• PROVIDED DATA:

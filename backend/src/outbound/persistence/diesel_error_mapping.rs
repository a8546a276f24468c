//! Shared Diesel error mapping for the booking repositories.

use diesel::result::{DatabaseErrorKind, Error as DieselError};
use tracing::debug;

use super::pool::PoolError;

/// Map pool errors into a repository-specific connection error constructor.
pub(crate) fn map_basic_pool_error<E, C>(error: PoolError, connection: C) -> E
where
    C: FnOnce(String) -> E,
{
    let message = match error {
        PoolError::Checkout { message } | PoolError::Build { message } => message,
    };
    debug!(%message, "connection pool checkout failed");
    connection(message)
}

/// Map common Diesel error variants into query/connection constructors.
///
/// Callers handle constraint violations they care about before delegating.
pub(crate) fn map_basic_diesel_error<E, Q, C>(error: DieselError, query: Q, connection: C) -> E
where
    Q: Fn(&'static str) -> E,
    C: Fn(&'static str) -> E,
{
    match &error {
        DieselError::DatabaseError(kind, info) => {
            debug!(?kind, message = info.message(), "diesel operation failed");
        }
        _ => debug!(error = %error, "diesel operation failed"),
    }

    match error {
        DieselError::NotFound => query("record not found"),
        DieselError::QueryBuilderError(_) => query("database query error"),
        DieselError::DatabaseError(DatabaseErrorKind::ClosedConnection, _) => {
            connection("database connection error")
        }
        DieselError::DatabaseError(_, _) => query("database error"),
        _ => query("database error"),
    }
}

/// Report whether `error` is a unique-constraint violation.
pub(crate) fn is_unique_violation(error: &DieselError) -> bool {
    matches!(
        error,
        DieselError::DatabaseError(DatabaseErrorKind::UniqueViolation, _)
    )
}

• PROBLEM: The material is to be given again in full and without variation.

• SOLUTION TO THE PROBLEM:
filename backend/src/outbound/persistence/diesel_error_mapping.rs
repository a8546a276f24468c
//! Shared Diesel error mapping for the booking repositories.

use diesel::result::{DatabaseErrorKind, Error as DieselError};
use tracing::debug;

use super::pool::PoolError;

/// Map pool errors into a repository-specific connection error constructor.
pub(crate) fn map_basic_pool_error<E, C>(error: PoolError, connection: C) -> E
where
    C: FnOnce(String) -> E,
{
    let message = match error {
        PoolError::Checkout { message } | PoolError::Build { message } => message,
    };
    debug!(%message, "connection pool checkout failed");
    connection(message)
}

/// Map common Diesel error variants into query/connection constructors.
///
/// Callers handle constraint violations they care about before delegating.
pub(crate) fn map_basic_diesel_error<E, Q, C>(error: DieselError, query: Q, connection: C) -> E
where
    Q: Fn(&'static str) -> E,
    C: Fn(&'static str) -> E,
{
    match &error {
        DieselError::DatabaseError(kind, info) => {
            debug!(?kind, message = info.message(), "diesel operation failed");
        }
        _ => debug!(error = %error, "diesel operation failed"),
    }

    match error {
        DieselError::NotFound => query("record not found"),
        DieselError::QueryBuilderError(_) => query("database query error"),
        DieselError::DatabaseError(DatabaseErrorKind::ClosedConnection, _) => {
            connection("database connection error")
        }
        DieselError::DatabaseError(_, _) => query("database error"),
        _ => query("database error"),
    }
}

/// Report whether `error` is a unique-constraint violation.
pub(crate) fn is_unique_violation(error: &DieselError) -> bool {
    matches!(
        error,
        DieselError::DatabaseError(DatabaseErrorKind::UniqueViolation, _)
    )
}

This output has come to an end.